Mi corazón se sobrecogió. Jesús había, en efecto, perdido la razón. ¿Cómo podía el Padre abandonarlo cuando él cumplía el terrible destino al que él le había arrojado en el mundo? Y, sin embargo, una duda tan temible como las legiones romanas llenó mi espíritu cual negra y pegajosa mancha de brea. Recordé las palabras de Jesús a su regreso del desierto. Lucifer, el Demonio, le había tentado tres veces con tentaciones absurdas, imposibles. Dijo que imperaba sobre la Creación, que había vencido en la guerra celestial, que Dios era su esclavo. Lucifer se mostró repleto de maldad, de envidia, de rencor. La espada de la verdad, del arcángel Miguel, se había quebrado ante su terrible metal. Lucifer ansiaba ser igual que Dios, y olvidó la bondad que le era natural. Se convirtió en lo contrario: el mal. La más hermosa de las criaturas se tornó fea y terrible por la perversidad. Dijo querer liberar al mundo del yugo de Dios, y fue él quien esclavizó a todas las criaturas. Tendió cadenas irrompibles y eternas que aprisionaron a cada ser de la Creación. Incluso a los que lo ignoraban, como los hombres. Hasta su muerte, pues la muerte siempre llega.

Cuando Jesús dijo en la cruz, desde ese palo seco y muerto, hincado en la tierra anegada por las lágrimas de los pecadores, cuando Jesús gritó preguntando al Padre la causa de su desamparo en ese momento horrendo de su martirio, entonces Lucifer venció de nuevo, y Dios volvió a perder.
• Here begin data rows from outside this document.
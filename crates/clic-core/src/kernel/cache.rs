//! Thread-safe compiled program caching.
//!
//! Programs are keyed by device, kernel name and variant. A hit is reused as
//! is; a failed compilation is never stored.

use std::collections::HashMap;
use std::sync::atomic::{AtomicU64, Ordering};
use std::sync::{Arc, PoisonError, RwLock};

use tracing::debug;

use crate::device::DeviceId;
use crate::error::ClicResult;
use crate::shape::Dimensionality;

/// Part of the cache key that changes the generated preamble.
#[derive(Debug, Clone, Hash, PartialEq, Eq)]
pub struct ProgramVariant {
    pub dim: Dimensionality,
    /// Per-parameter `name:kind` signature, e.g. `src:f32:image,scalar:f32`.
    pub signature: String,
}

/// Cache key for program lookup.
#[derive(Debug, Clone, Hash, PartialEq, Eq)]
pub struct ProgramKey {
    pub device: DeviceId,
    pub kernel: String,
    pub variant: ProgramVariant,
}

/// Cache statistics.
#[derive(Debug, Clone, Copy, Default, PartialEq, Eq)]
pub struct CacheStats {
    pub hits: u64,
    pub misses: u64,
    pub entries: usize,
}

impl CacheStats {
    /// Hit rate in `[0, 1]`.
    pub fn hit_rate(&self) -> f64 {
        let total = self.hits + self.misses;
        if total == 0 { 0.0 } else { self.hits as f64 / total as f64 }
    }
}

/// Compiled program cache of one device.
#[derive(Debug)]
pub(crate) struct ProgramCache<P> {
    programs: RwLock<HashMap<ProgramKey, Arc<P>>>,
    hits: AtomicU64,
    misses: AtomicU64,
}

impl<P> Default for ProgramCache<P> {
    fn default() -> Self {
        Self {
            programs: RwLock::new(HashMap::new()),
            hits: AtomicU64::new(0),
            misses: AtomicU64::new(0),
        }
    }
}

impl<P> ProgramCache<P> {
    pub fn new() -> Self {
        Self::default()
    }

    /// Cached program for `key`, compiling it with `compile` on a miss.
    ///
    /// The write lock is held while compiling so one key never compiles twice.
    pub fn get_or_try_insert_with(
        &self,
        key: &ProgramKey,
        compile: impl FnOnce() -> ClicResult<P>,
    ) -> ClicResult<Arc<P>> {
        // Try read lock first (fast path)
        {
            let programs = self.programs.read().unwrap_or_else(PoisonError::into_inner);
            if let Some(program) = programs.get(key) {
                self.hits.fetch_add(1, Ordering::Relaxed);
                return Ok(Arc::clone(program));
            }
        }

        let mut programs = self.programs.write().unwrap_or_else(PoisonError::into_inner);
        if let Some(program) = programs.get(key) {
            self.hits.fetch_add(1, Ordering::Relaxed);
            return Ok(Arc::clone(program));
        }

        self.misses.fetch_add(1, Ordering::Relaxed);
        debug!(kernel = %key.kernel, dim = %key.variant.dim, device = %key.device, "compiling program");
        let program = Arc::new(compile()?);
        programs.insert(key.clone(), Arc::clone(&program));
        Ok(program)
    }

    pub fn contains(&self, key: &ProgramKey) -> bool {
        self.programs
            .read()
            .unwrap_or_else(PoisonError::into_inner)
            .contains_key(key)
    }

    pub fn len(&self) -> usize {
        self.programs.read().unwrap_or_else(PoisonError::into_inner).len()
    }

    /// Drops every cached program; statistics are kept.
    pub fn clear(&self) {
        self.programs.write().unwrap_or_else(PoisonError::into_inner).clear();
    }

    pub fn stats(&self) -> CacheStats {
        CacheStats {
            hits: self.hits.load(Ordering::Relaxed),
            misses: self.misses.load(Ordering::Relaxed),
            entries: self.len(),
        }
    }
}
//! Discovery of compiled backends and the devices behind them.

use std::cmp::Reverse;
use std::fmt::Write;

use tracing::debug;

use super::{BackendKind, enumerate};
use crate::device::DeviceInfo;

/// A compiled backend and the devices it reported.
#[derive(Debug, Clone)]
pub struct BackendInfo {
    pub backend: BackendKind,
    /// Empty when the native library fails to load or finds nothing.
    pub devices: Vec<DeviceInfo>,
}

impl BackendInfo {
    fn probe(backend: BackendKind) -> Self {
        let devices = enumerate(backend).unwrap_or_else(|e| {
            debug!(backend = %backend, error = %e, "Backend unavailable");
            Vec::new()
        });
        Self { backend, devices }
    }

    pub fn is_available(&self) -> bool {
        !self.devices.is_empty()
    }

    /// Rank of the best device; `None` when there is none.
    pub fn best_rank(&self) -> Option<u8> {
        self.devices.iter().map(|device| device.rank).max()
    }
}

/// Every compiled backend, enumerated once, best device first.
pub fn detect_backends() -> Vec<BackendInfo> {
    let mut backends: Vec<BackendInfo> = BackendKind::compiled().into_iter().map(BackendInfo::probe).collect();
    order(&mut backends);
    backends
}

/// Sorts by best device rank. CUDA wins a tie, unavailable backends go last.
fn order(backends: &mut [BackendInfo]) {
    backends.sort_by_key(|info| Reverse((info.best_rank(), info.backend == BackendKind::Cuda)));
}

/// The backend holding the best-ranked device.
///
/// With nothing available, falls back to the first compiled backend so that
/// the failure surfaces on device lookup.
pub fn select_best_backend() -> BackendKind {
    select(&detect_backends())
}

fn select(ordered: &[BackendInfo]) -> BackendKind {
    ordered
        .iter()
        .find(|info| info.is_available())
        .map(|info| info.backend)
        .unwrap_or_else(first_compiled)
}

/// One line per compiled backend followed by its devices.
pub fn describe_backends() -> String {
    describe(&detect_backends())
}

fn describe(backends: &[BackendInfo]) -> String {
    let mut out = String::new();
    for info in backends {
        if !info.is_available() {
            let _ = writeln!(out, "{}: unavailable", info.backend);
            continue;
        }
        let _ = writeln!(out, "{}: {} device(s)", info.backend, info.devices.len());
        for device in &info.devices {
            let _ = writeln!(
                out,
                "  {}: {} ({}, rank {})",
                device.index, device.name, device.device_type, device.rank
            );
        }
    }
    out
}

pub(crate) fn first_compiled() -> BackendKind {
    if cfg!(feature = "wgpu") {
        BackendKind::Wgpu
    } else {
        BackendKind::Cuda
    }
}
//! Element data types, memory representations and scalar values.

use std::fmt;
use std::str::FromStr;

use crate::error::ClicError;

/// Element data type of an [`Array`](crate::Array).
#[derive(Debug, Clone, Copy, PartialEq, Eq, Hash)]
#[cfg_attr(feature = "serde", derive(serde::Serialize, serde::Deserialize))]
#[cfg_attr(feature = "serde", serde(rename_all = "lowercase"))]
pub enum DataType {
    I8,
    U8,
    I16,
    U16,
    I32,
    U32,
    I64,
    U64,
    F32,
    F64,
}

impl DataType {
    /// All supported data types.
    pub const ALL: [DataType; 10] = [
        DataType::I8,
        DataType::U8,
        DataType::I16,
        DataType::U16,
        DataType::I32,
        DataType::U32,
        DataType::I64,
        DataType::U64,
        DataType::F32,
        DataType::F64,
    ];

    /// Size of one element in bytes.
    pub const fn size(&self) -> usize {
        match self {
            DataType::I8 | DataType::U8 => 1,
            DataType::I16 | DataType::U16 => 2,
            DataType::I32 | DataType::U32 | DataType::F32 => 4,
            DataType::I64 | DataType::U64 | DataType::F64 => 8,
        }
    }

    pub const fn is_float(&self) -> bool {
        matches!(self, DataType::F32 | DataType::F64)
    }

    pub const fn is_signed(&self) -> bool {
        matches!(
            self,
            DataType::I8 | DataType::I16 | DataType::I32 | DataType::I64 | DataType::F32 | DataType::F64
        )
    }

    /// Short lowercase name (`"f32"`, `"u8"`, ...).
    pub const fn name(&self) -> &'static str {
        match self {
            DataType::I8 => "i8",
            DataType::U8 => "u8",
            DataType::I16 => "i16",
            DataType::U16 => "u16",
            DataType::I32 => "i32",
            DataType::U32 => "u32",
            DataType::I64 => "i64",
            DataType::U64 => "u64",
            DataType::F32 => "f32",
            DataType::F64 => "f64",
        }
    }

    /// C type used for this element in CUDA kernels.
    pub const fn c_type(&self) -> &'static str {
        match self {
            DataType::I8 => "signed char",
            DataType::U8 => "unsigned char",
            DataType::I16 => "short",
            DataType::U16 => "unsigned short",
            DataType::I32 => "int",
            DataType::U32 => "unsigned int",
            DataType::I64 => "long long",
            DataType::U64 => "unsigned long long",
            DataType::F32 => "float",
            DataType::F64 => "double",
        }
    }
}

impl fmt::Display for DataType {
    fn fmt(&self, f: &mut fmt::Formatter<'_>) -> fmt::Result {
        f.write_str(self.name())
    }
}

impl FromStr for DataType {
    type Err = ClicError;

    /// Accepts the short names and the long names used by image-processing
    /// catalogs (`"float"`, `"uint8"`, `"int32"`, ...).
    fn from_str(s: &str) -> Result<Self, Self::Err> {
        match s.trim().to_ascii_lowercase().as_str() {
            "i8" | "int8" | "char" => Ok(DataType::I8),
            "u8" | "uint8" | "uchar" => Ok(DataType::U8),
            "i16" | "int16" | "short" => Ok(DataType::I16),
            "u16" | "uint16" | "ushort" => Ok(DataType::U16),
            "i32" | "int32" | "int" => Ok(DataType::I32),
            "u32" | "uint32" | "uint" => Ok(DataType::U32),
            "i64" | "int64" | "long" => Ok(DataType::I64),
            "u64" | "uint64" | "ulong" => Ok(DataType::U64),
            "f32" | "float32" | "float" => Ok(DataType::F32),
            "f64" | "float64" | "double" => Ok(DataType::F64),
            other => Err(ClicError::UnknownName { kind: "data type", value: other.to_string() }),
        }
    }
}

/// Memory representation of an [`Array`](crate::Array).
#[derive(Debug, Clone, Copy, PartialEq, Eq, Hash, Default)]
#[cfg_attr(feature = "serde", derive(serde::Serialize, serde::Deserialize))]
#[cfg_attr(feature = "serde", serde(rename_all = "lowercase"))]
pub enum MemoryType {
    /// Linear storage buffer.
    #[default]
    Buffer,
    /// Texture-like image storage.
    Image,
}

impl MemoryType {
    pub const fn name(&self) -> &'static str {
        match self {
            MemoryType::Buffer => "buffer",
            MemoryType::Image => "image",
        }
    }
}

impl fmt::Display for MemoryType {
    fn fmt(&self, f: &mut fmt::Formatter<'_>) -> fmt::Result {
        f.write_str(self.name())
    }
}

impl FromStr for MemoryType {
    type Err = ClicError;

    fn from_str(s: &str) -> Result<Self, Self::Err> {
        match s.trim().to_ascii_lowercase().as_str() {
            "buffer" => Ok(MemoryType::Buffer),
            "image" => Ok(MemoryType::Image),
            other => Err(ClicError::UnknownName { kind: "memory type", value: other.to_string() }),
        }
    }
}

/// Host element type that maps onto a [`DataType`].
pub trait Element: bytemuck::Pod + Send + Sync + 'static {
    const DTYPE: DataType;
}

macro_rules! impl_element {
    ($($t:ty => $v:ident),* $(,)?) => {
        $(impl Element for $t {
            const DTYPE: DataType = DataType::$v;
        })*
    };
}

impl_element!(
    i8 => I8, u8 => U8, i16 => I16, u16 => U16, i32 => I32,
    u32 => U32, i64 => I64, u64 => U64, f32 => F32, f64 => F64,
);

/// A scalar kernel argument.
#[derive(Debug, Clone, Copy, PartialEq)]
pub enum Scalar {
    I8(i8),
    U8(u8),
    I16(i16),
    U16(u16),
    I32(i32),
    U32(u32),
    I64(i64),
    U64(u64),
    F32(f32),
    F64(f64),
}

impl Scalar {
    pub const fn dtype(&self) -> DataType {
        match self {
            Scalar::I8(_) => DataType::I8,
            Scalar::U8(_) => DataType::U8,
            Scalar::I16(_) => DataType::I16,
            Scalar::U16(_) => DataType::U16,
            Scalar::I32(_) => DataType::I32,
            Scalar::U32(_) => DataType::U32,
            Scalar::I64(_) => DataType::I64,
            Scalar::U64(_) => DataType::U64,
            Scalar::F32(_) => DataType::F32,
            Scalar::F64(_) => DataType::F64,
        }
    }

    /// Numeric conversion with `as` semantics (floats truncate and saturate).
    pub fn cast(self, dtype: DataType) -> Scalar {
        match self {
            Scalar::F32(v) => Self::from_f64(v as f64, dtype),
            Scalar::F64(v) => Self::from_f64(v, dtype),
            other => Self::from_i128(other.as_i128(), dtype),
        }
    }

    pub fn to_f64(self) -> f64 {
        match self {
            Scalar::F32(v) => v as f64,
            Scalar::F64(v) => v,
            other => other.as_i128() as f64,
        }
    }

    /// Native-endian bytes of the value.
    pub fn to_bytes(self) -> Vec<u8> {
        match self {
            Scalar::I8(v) => v.to_ne_bytes().to_vec(),
            Scalar::U8(v) => v.to_ne_bytes().to_vec(),
            Scalar::I16(v) => v.to_ne_bytes().to_vec(),
            Scalar::U16(v) => v.to_ne_bytes().to_vec(),
            Scalar::I32(v) => v.to_ne_bytes().to_vec(),
            Scalar::U32(v) => v.to_ne_bytes().to_vec(),
            Scalar::I64(v) => v.to_ne_bytes().to_vec(),
            Scalar::U64(v) => v.to_ne_bytes().to_vec(),
            Scalar::F32(v) => v.to_ne_bytes().to_vec(),
            Scalar::F64(v) => v.to_ne_bytes().to_vec(),
        }
    }

    fn as_i128(self) -> i128 {
        match self {
            Scalar::I8(v) => v as i128,
            Scalar::U8(v) => v as i128,
            Scalar::I16(v) => v as i128,
            Scalar::U16(v) => v as i128,
            Scalar::I32(v) => v as i128,
            Scalar::U32(v) => v as i128,
            Scalar::I64(v) => v as i128,
            Scalar::U64(v) => v as i128,
            Scalar::F32(v) => v as i128,
            Scalar::F64(v) => v as i128,
        }
    }

    fn from_i128(v: i128, dtype: DataType) -> Scalar {
        match dtype {
            DataType::I8 => Scalar::I8(v as i8),
            DataType::U8 => Scalar::U8(v as u8),
            DataType::I16 => Scalar::I16(v as i16),
            DataType::U16 => Scalar::U16(v as u16),
            DataType::I32 => Scalar::I32(v as i32),
            DataType::U32 => Scalar::U32(v as u32),
            DataType::I64 => Scalar::I64(v as i64),
            DataType::U64 => Scalar::U64(v as u64),
            DataType::F32 => Scalar::F32(v as f32),
            DataType::F64 => Scalar::F64(v as f64),
        }
    }

    fn from_f64(v: f64, dtype: DataType) -> Scalar {
        match dtype {
            DataType::I8 => Scalar::I8(v as i8),
            DataType::U8 => Scalar::U8(v as u8),
            DataType::I16 => Scalar::I16(v as i16),
            DataType::U16 => Scalar::U16(v as u16),
            DataType::I32 => Scalar::I32(v as i32),
            DataType::U32 => Scalar::U32(v as u32),
            DataType::I64 => Scalar::I64(v as i64),
            DataType::U64 => Scalar::U64(v as u64),
            DataType::F32 => Scalar::F32(v as f32),
            DataType::F64 => Scalar::F64(v),
        }
    }
}

macro_rules! impl_scalar_from {
    ($($t:ty => $v:ident),* $(,)?) => {
        $(impl From<$t> for Scalar {
            fn from(value: $t) -> Self {
                Scalar::$v(value)
            }
        })*
    };
}

impl_scalar_from!(
    i8 => I8, u8 => U8, i16 => I16, u16 => U16, i32 => I32,
    u32 => U32, i64 => I64, u64 => U64, f32 => F32, f64 => F64,
);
Jesús era la última esperanza de Dios y de la Creación, con sus incontables criaturas. Su sacrificio fue en vano. Toda su fe quedó borrada y se la llevó el viento.

Jesús negó su fe. Dudó del Padre. El mal impera en el mundo. Es la esencia de todo lo creado. Satanás rige sobre Dios. La espada del arcángel Miguel no pudo vencerle. La envidia superó a la bondad y el mal al bien. Así de terrible es la verdad.

Si es que mi torpe cabeza de viejo no ha desfigurado el recuerdo, ni ha perdido el entendimiento. Aunque ojalá esté yo equivocado, loco, estúpido. Ojalá sea yo una mísera hormiga que nada sabe ni comprende.